#### Exercise objective
Go through the records and report each line in which the word "filename" occurs.

------------------------

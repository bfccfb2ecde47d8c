//! Best-effort explanations for a failed Gluster mount.
//!
//! mount.glusterfs gives next to no feedback, so after a failed mount we look
//! for the usual culprits and report all of them at once.

use std::net::{SocketAddr, TcpStream};

use super::GlusterVolume;
use super::manager::MountCommands;
use crate::util::CommandRunner;

/// Collect reasons why `volume` may have failed to mount, most local first.
pub fn guess_mount_fail_reasons(
    volume: &GlusterVolume,
    runner: &dyn CommandRunner,
    commands: &MountCommands,
) -> Vec<String> {
    let mut reasons = Vec::new();
    let mount_point = volume.mount_point();

    if !mount_point.exists() {
        reasons.push(format!("{}: mount point does not exist", mount_point.display()));
    } else if !mount_point.is_dir() {
        reasons.push(format!("{}: mount point is not a directory", mount_point.display()));
    }

    // A file or directory literally named "ip:port:volume" inside the mount
    // point makes mount.glusterfs take it as the mount point and the real
    // mount point as a syntax error. No usage message is printed.
    let parser_confusing = mount_point.join(volume.fuse_mount_string());
    if parser_confusing.symlink_metadata().is_ok() {
        reasons.push(format!(
            "{}: please delete, rename or move.",
            parser_confusing.display()
        ));
    }

    let addr = SocketAddr::new(volume.server_ip(), volume.port());
    match TcpStream::connect_timeout(&addr, commands.connect_timeout) {
        Ok(_) => reasons.extend(query_volume_status(volume, runner, commands)),
        Err(e) => reasons.push(format!("{}: {}", format_endpoint(&addr), e)),
    }

    reasons
}

/// Ask the server about the volume: it must exist, be started and use tcp.
fn query_volume_status(
    volume: &GlusterVolume,
    runner: &dyn CommandRunner,
    commands: &MountCommands,
) -> Vec<String> {
    let hint = format!(
        "try running 'gluster volume info {}' on {} to ensure it exists, \
         it is started and it is using the tcp transport",
        volume.volume_name(),
        volume.server_ip()
    );

    let Some(tool) = commands.gluster.as_deref() else {
        return vec![hint];
    };

    let remote = format!("--remote-host={}", volume.server_ip());
    let output = match runner.run(tool, &[remote.as_str(), "volume", "info", volume.volume_name()], None) {
        Ok(output) => output,
        Err(e) => {
            tracing::debug!(tool, error = %e, "Volume query tool unavailable");
            return vec![hint];
        }
    };

    if !output.succeeded() {
        return vec![
            format!(
                "volume info query for {} failed: {}",
                volume.volume_name(),
                output.fail_reason()
            ),
            hint,
        ];
    }

    let status = VolumeStatus::parse(&output.stdout);
    let mut reasons = Vec::new();

    match status.status.as_deref() {
        None => reasons.push(format!(
            "volume {} is not known to {}",
            volume.volume_name(),
            volume.server_ip()
        )),
        Some("Started") => {}
        Some(other) => reasons.push(format!(
            "volume {} is not started (status: {})",
            volume.volume_name(),
            other
        )),
    }

    if let Some(transport) = status.transport.as_deref()
        && !transport.to_lowercase().contains("tcp")
    {
        reasons.push(format!(
            "volume {} does not use the tcp transport (transport: {})",
            volume.volume_name(),
            transport
        ));
    }

    reasons
}

/// The two fields of `gluster volume info` that matter for mounting.
#[derive(Debug, Default, PartialEq, Eq)]
struct VolumeStatus {
    status: Option<String>,
    transport: Option<String>,
}

impl VolumeStatus {
    fn parse(output: &str) -> Self {
        let mut status = Self::default();
        for line in output.lines() {
            let Some((key, value)) = line.split_once(':') else {
                continue;
            };
            match key.trim() {
                "Status" => status.status = Some(value.trim().to_string()),
                "Transport-type" => status.transport = Some(value.trim().to_string()),
                _ => {}
            }
        }
        status
    }
}

fn format_endpoint(addr: &SocketAddr) -> String {
    format!("{}:{}", addr.ip(), addr.port())
}
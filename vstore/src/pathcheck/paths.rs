//! Lexical path helpers.
//!
//! None of these touch the filesystem: policy decisions must not depend on
//! what currently exists on disk.

use std::path::{Component, Path, PathBuf};

/// Collapse `.`, `..` and repeated separators without resolving symlinks.
///
/// `..` above the root stays at the root; leading `..` of a relative path is
/// preserved.
pub fn normalize(path: &Path) -> PathBuf {
    let mut out = PathBuf::new();
    let mut depth = 0usize;

    for component in path.components() {
        match component {
            Component::Prefix(_) | Component::RootDir => out.push(component.as_os_str()),
            Component::CurDir => {}
            Component::ParentDir => {
                if depth > 0 {
                    out.pop();
                    depth -= 1;
                } else if !out.has_root() {
                    out.push("..");
                }
            }
            Component::Normal(name) => {
                out.push(name);
                depth += 1;
            }
        }
    }

    if out.as_os_str().is_empty() {
        PathBuf::from(".")
    } else {
        out
    }
}

/// True if `other` lies strictly below `root` (equal paths are not below).
pub fn is_below_dir(root: &Path, other: &Path) -> bool {
    let root = normalize(root);
    let other = normalize(other);
    other != root && other.starts_with(&root)
}
//! Network volumes that disks can live on.

pub mod gluster;

pub use gluster::{
    GlusterVolume, MountCommands, MountLease, MountManager, UnmountOutcome, VolumeId,
    resolve_host,
};
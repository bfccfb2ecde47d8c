//! Free/total space reporting for file storage directories.

use std::path::Path;

use nix::sys::statvfs::statvfs;
use serde::{Deserialize, Serialize};
use vstore_shared::constants::{MIB, storage_types};
use vstore_shared::errors::{VstoreError, VstoreResult};

/// Capacity of the filesystem holding a storage path, in MiB.
#[derive(Debug, Clone, PartialEq, Eq, Serialize, Deserialize)]
pub struct SpaceInfo {
    #[serde(rename = "type")]
    pub storage_type: String,
    pub name: String,
    pub total_mib: u64,
    pub free_mib: u64,
}

/// Statistics of the filesystem `path` lives on.
pub fn space_info(path: &Path) -> VstoreResult<SpaceInfo> {
    let stat = statvfs(path).map_err(|e| {
        VstoreError::Command(format!(
            "Failed to retrieve file system information about path: {} - {}",
            path.display(),
            e.desc()
        ))
    })?;

    let frsize = stat.fragment_size() as u64;
    let total = frsize.saturating_mul(stat.blocks() as u64) / MIB;
    let free = frsize.saturating_mul(stat.blocks_available() as u64) / MIB;

    Ok(SpaceInfo {
        storage_type: storage_types::FILE.to_string(),
        name: path.display().to_string(),
        total_mib: total,
        free_mib: free,
    })
}
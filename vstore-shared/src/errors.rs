//! Error types shared by every storage backend.
//!
//! Callers pattern-match on the variant to decide how to react:
//! - contract violations ([`VstoreError::Programmer`]) abort the operation,
//! - policy violations ([`VstoreError::StoragePath`]) go back to the administrator,
//! - operational failures ([`VstoreError::BlockDevice`], [`VstoreError::FileOp`], ...)
//!   carry diagnostics for manual remediation.

use std::io;
use std::path::PathBuf;

use thiserror::Error;

/// Result alias used across the workspace.
pub type VstoreResult<T> = Result<T, VstoreError>;

#[derive(Debug, Error)]
pub enum VstoreError {
    /// Generic block device failure (mount failures, missing attachment, ...).
    #[error("block device error: {0}")]
    BlockDevice(String),

    /// A path was rejected by the file storage path policy.
    #[error("file storage path error: {0}")]
    StoragePath(String),

    /// The caller broke the contract of the API (malformed unique id,
    /// unsupported options for a backend).
    #[error("programmer error: {0}")]
    Programmer(String),

    /// Host name could not be resolved to an address.
    #[error("resolver error: {0}")]
    Resolver(String),

    /// A system query (e.g. filesystem statistics) failed.
    #[error("command error: {0}")]
    Command(String),

    #[error("not found: {0}")]
    NotFound(String),

    #[error("already exists: {0}")]
    AlreadyExists(String),

    /// The backend or hypervisor cannot perform the requested operation.
    #[error("unsupported: {0}")]
    Unsupported(String),

    /// Invalid configuration or disk parameters.
    #[error("config: {0}")]
    Config(String),

    /// An OS-level file operation failed.
    #[error("{}: can't {action}: {source}", path.display())]
    FileOp {
        path: PathBuf,
        action: &'static str,
        #[source]
        source: io::Error,
    },
}

impl VstoreError {
    /// Wrap an I/O error raised while operating on `path`.
    pub fn file_op(path: impl Into<PathBuf>, action: &'static str, source: io::Error) -> Self {
        Self::FileOp {
            path: path.into(),
            action,
            source,
        }
    }

    /// True for errors caused by the path policy rather than by the system.
    pub fn is_policy(&self) -> bool {
        matches!(self, Self::StoragePath(_))
    }
}
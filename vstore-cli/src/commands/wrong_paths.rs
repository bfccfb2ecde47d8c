pub fn execute(global: &crate::cli::GlobalFlags) -> anyhow::Result<()> {
    let policy = global.options()?.path_policy();
    let wrong = policy.compute_wrong_paths();
    for path in &wrong {
        tracing::warn!("Allow-list entry '{}' can never be used", path.display());
    }
    super::print_json(&wrong)
}
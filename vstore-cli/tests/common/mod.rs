#![allow(dead_code)]

use std::path::{Path, PathBuf};
use std::time::Duration;

use assert_cmd::Command;
use tempfile::TempDir;

/// Scratch node: allow-listed `storage/` and a Gluster mount base.
pub struct TestContext {
    pub dir: TempDir,
}

impl TestContext {
    pub fn new() -> Self {
        let dir = TempDir::new().unwrap();
        std::fs::create_dir_all(dir.path().join("storage")).unwrap();
        std::fs::write(
            dir.path().join("file-storage-paths"),
            format!(
                "# test node\n{}\n/etc\n",
                dir.path().join("storage").display()
            ),
        )
        .unwrap();
        Self { dir }
    }

    pub fn storage(&self) -> PathBuf {
        self.dir.path().join("storage")
    }

    pub fn allowed_paths_file(&self) -> PathBuf {
        self.dir.path().join("file-storage-paths")
    }

    /// `vstore` pointed at this node's allow-list and mount base.
    pub fn new_cmd(&self) -> Command {
        let mut cmd = Command::new(env!("CARGO_BIN_EXE_vstore"));
        cmd.timeout(Duration::from_secs(30));
        cmd.env_remove("VSTORE_CONFIG");
        cmd.env_remove("RUST_LOG");
        cmd.arg("--allowed-paths-file").arg(self.allowed_paths_file());
        cmd.arg("--gluster-mount-base").arg(self.dir.path().join("gluster"));
        cmd
    }

    pub fn path_arg(path: &Path) -> String {
        path.to_string_lossy().into_owned()
    }
}
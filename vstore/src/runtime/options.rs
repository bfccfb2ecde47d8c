//! Configuration for the storage engine.

use std::fs;
use std::path::{Path, PathBuf};
use std::time::Duration;

use serde::{Deserialize, Serialize};
use vstore_shared::constants::{envs, paths};
use vstore_shared::errors::{VstoreError, VstoreResult};

use crate::pathcheck::PathPolicy;
use crate::volumes::MountCommands;

/// Node-level storage settings. Every field has a default, so an empty JSON
/// object is a valid configuration.
#[derive(Clone, Debug, PartialEq, Eq, Serialize, Deserialize)]
pub struct StorageOptions {
    /// Admin-maintained list of directories that may hold file disks.
    ///
    /// Default: /etc/vstore/file-storage-paths
    #[serde(default = "default_allowed_paths_file")]
    pub allowed_paths_file: PathBuf,

    /// Directory under which Gluster volumes are mounted.
    ///
    /// Default: /var/run/vstore/gluster
    #[serde(default = "default_gluster_mount_base")]
    pub gluster_mount_base: PathBuf,

    #[serde(default = "default_mount_command")]
    pub mount_command: String,

    #[serde(default = "default_umount_command")]
    pub umount_command: String,

    /// Gluster CLI used to explain mount failures. `null` disables the query.
    #[serde(default = "default_gluster_command")]
    pub gluster_command: Option<String>,

    /// Timeout of the reachability check after a failed mount.
    #[serde(default = "default_connect_timeout_ms")]
    pub connect_timeout_ms: u64,
}

fn default_allowed_paths_file() -> PathBuf {
    PathBuf::from(paths::FILE_STORAGE_PATHS_FILE)
}

fn default_gluster_mount_base() -> PathBuf {
    PathBuf::from(paths::GLUSTER_MOUNT_BASE)
}

fn default_mount_command() -> String {
    "mount".to_string()
}

fn default_umount_command() -> String {
    "umount".to_string()
}

fn default_gluster_command() -> Option<String> {
    Some("gluster".to_string())
}

fn default_connect_timeout_ms() -> u64 {
    5_000
}

impl Default for StorageOptions {
    fn default() -> Self {
        Self {
            allowed_paths_file: default_allowed_paths_file(),
            gluster_mount_base: default_gluster_mount_base(),
            mount_command: default_mount_command(),
            umount_command: default_umount_command(),
            gluster_command: default_gluster_command(),
            connect_timeout_ms: default_connect_timeout_ms(),
        }
    }
}

impl StorageOptions {
    /// Read options from a JSON file.
    pub fn load(path: &Path) -> VstoreResult<Self> {
        let raw = fs::read_to_string(path)
            .map_err(|e| VstoreError::file_op(path, "read config", e))?;
        serde_json::from_str(&raw).map_err(|e| {
            VstoreError::Config(format!("{}: invalid configuration: {}", path.display(), e))
        })
    }

    /// Options from the file named by `VSTORE_CONFIG`, or the defaults.
    pub fn from_env() -> VstoreResult<Self> {
        match std::env::var_os(envs::VSTORE_CONFIG) {
            Some(path) if !path.is_empty() => Self::load(Path::new(&path)),
            _ => Ok(Self::default()),
        }
    }

    pub fn path_policy(&self) -> PathPolicy {
        PathPolicy::new(&self.allowed_paths_file, &self.gluster_mount_base)
    }

    pub fn mount_commands(&self) -> MountCommands {
        MountCommands {
            mount: self.mount_command.clone(),
            umount: self.umount_command.clone(),
            gluster: self.gluster_command.clone(),
            connect_timeout: Duration::from_millis(self.connect_timeout_ms),
        }
    }
}

#[cfg(test)]
mod tests {
    use super::*;
    use tempfile::TempDir;

    #[test]
    fn test_empty_object_is_defaults() {
        let options: StorageOptions = serde_json::from_str("{}").unwrap();
        assert_eq!(options, StorageOptions::default());
        assert_eq!(options.mount_commands(), MountCommands::default());
    }

    #[test]
    fn test_load_partial_file() {
        let dir = TempDir::new().unwrap();
        let path = dir.path().join("vstore.json");
        fs::write(
            &path,
            r#"{"gluster_mount_base": "/mnt/gluster", "gluster_command": null}"#,
        )
        .unwrap();

        let options = StorageOptions::load(&path).unwrap();
        assert_eq!(options.gluster_mount_base, PathBuf::from("/mnt/gluster"));
        assert_eq!(options.gluster_command, None);
        assert_eq!(
            options.allowed_paths_file,
            PathBuf::from("/etc/vstore/file-storage-paths")
        );

        let policy = options.path_policy();
        assert_eq!(policy.gluster_mount_base, PathBuf::from("/mnt/gluster"));
    }

    #[test]
    fn test_load_errors() {
        let dir = TempDir::new().unwrap();
        assert!(matches!(
            StorageOptions::load(&dir.path().join("missing.json")),
            Err(VstoreError::FileOp { .. })
        ));

        let path = dir.path().join("bad.json");
        fs::write(&path, "{ not json").unwrap();
        assert!(matches!(StorageOptions::load(&path), Err(VstoreError::Config(_))));
    }
}
//! Block devices backed by files.
//!
//! Every backend implements [`BlockDevice`]. [`Device`] is the closed set of
//! backends; callers pick the variant from the disk template tag.
//!
//! - `FileStorage` - a file on local storage
//! - `GlusterStorage` - a file inside a mounted Gluster volume

mod file;
mod gluster;
mod request;

use std::path::Path;

use vstore_shared::errors::{VstoreError, VstoreResult};

use crate::hypervisor::Hypervisor;

pub use file::FileStorage;
pub use gluster::{GlusterParams, GlusterStorage};
pub use request::{DeviceRequest, GrowOptions, UniqueId};

/// Lifecycle shared by all storage backends.
pub trait BlockDevice {
    fn unique_id(&self) -> &UniqueId;

    /// Size requested at creation, in MiB.
    fn size_mib(&self) -> u64;

    /// Local path of the backing file.
    fn dev_path(&self) -> &Path;

    /// Make sure the device is usable; fails if its file is missing.
    fn assemble(&mut self) -> VstoreResult<()>;

    /// Connect to the backing file. Returns whether it exists.
    fn attach(&mut self) -> VstoreResult<bool>;

    fn is_attached(&self) -> bool;

    /// Make the device ready for I/O.
    fn open(&mut self, force: bool) -> VstoreResult<()>;

    /// The device will no longer be used for I/O.
    fn close(&mut self) -> VstoreResult<()>;

    fn shutdown(&mut self) -> VstoreResult<()>;

    /// Delete the backing file. Returns true once it is gone.
    fn remove(&mut self) -> VstoreResult<bool>;

    fn rename(&mut self, new_id: &UniqueId) -> VstoreResult<()>;

    /// Grow by `amount_mib` MiB.
    fn grow(&mut self, amount_mib: i64, options: GrowOptions) -> VstoreResult<()>;

    /// Bytes used by the backing file.
    fn actual_size(&self) -> VstoreResult<u64>;

    /// URI that lets `hypervisor` open the disk without a local path.
    fn userspace_access_uri(&self, hypervisor: Hypervisor) -> VstoreResult<String> {
        Err(VstoreError::Unsupported(format!(
            "Userspace access is not supported for {} by this device",
            hypervisor
        )))
    }
}

/// A constructed device of any backend.
#[derive(Debug)]
pub enum Device {
    File(FileStorage),
    Gluster(GlusterStorage),
}

macro_rules! dispatch {
    ($self:ident, $dev:ident => $call:expr) => {
        match $self {
            Device::File($dev) => $call,
            Device::Gluster($dev) => $call,
        }
    };
}

impl BlockDevice for Device {
    fn unique_id(&self) -> &UniqueId {
        dispatch!(self, d => d.unique_id())
    }

    fn size_mib(&self) -> u64 {
        dispatch!(self, d => d.size_mib())
    }

    fn dev_path(&self) -> &Path {
        dispatch!(self, d => d.dev_path())
    }

    fn assemble(&mut self) -> VstoreResult<()> {
        dispatch!(self, d => d.assemble())
    }

    fn attach(&mut self) -> VstoreResult<bool> {
        dispatch!(self, d => d.attach())
    }

    fn is_attached(&self) -> bool {
        dispatch!(self, d => d.is_attached())
    }

    fn open(&mut self, force: bool) -> VstoreResult<()> {
        dispatch!(self, d => d.open(force))
    }

    fn close(&mut self) -> VstoreResult<()> {
        dispatch!(self, d => d.close())
    }

    fn shutdown(&mut self) -> VstoreResult<()> {
        dispatch!(self, d => d.shutdown())
    }

    fn remove(&mut self) -> VstoreResult<bool> {
        dispatch!(self, d => d.remove())
    }

    fn rename(&mut self, new_id: &UniqueId) -> VstoreResult<()> {
        dispatch!(self, d => d.rename(new_id))
    }

    fn grow(&mut self, amount_mib: i64, options: GrowOptions) -> VstoreResult<()> {
        dispatch!(self, d => d.grow(amount_mib, options))
    }

    fn actual_size(&self) -> VstoreResult<u64> {
        dispatch!(self, d => d.actual_size())
    }

    fn userspace_access_uri(&self, hypervisor: Hypervisor) -> VstoreResult<String> {
        dispatch!(self, d => d.userspace_access_uri(hypervisor))
    }
}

------------------------

#### Written reply
filename vstore/src/pathcheck/paths.rs
filename vstore-shared/src/errors.rs
filename vstore-cli/src/commands/wrong_paths.rs
filename vstore-cli/tests/common/mod.rs
filename vstore/src/runtime/options.rs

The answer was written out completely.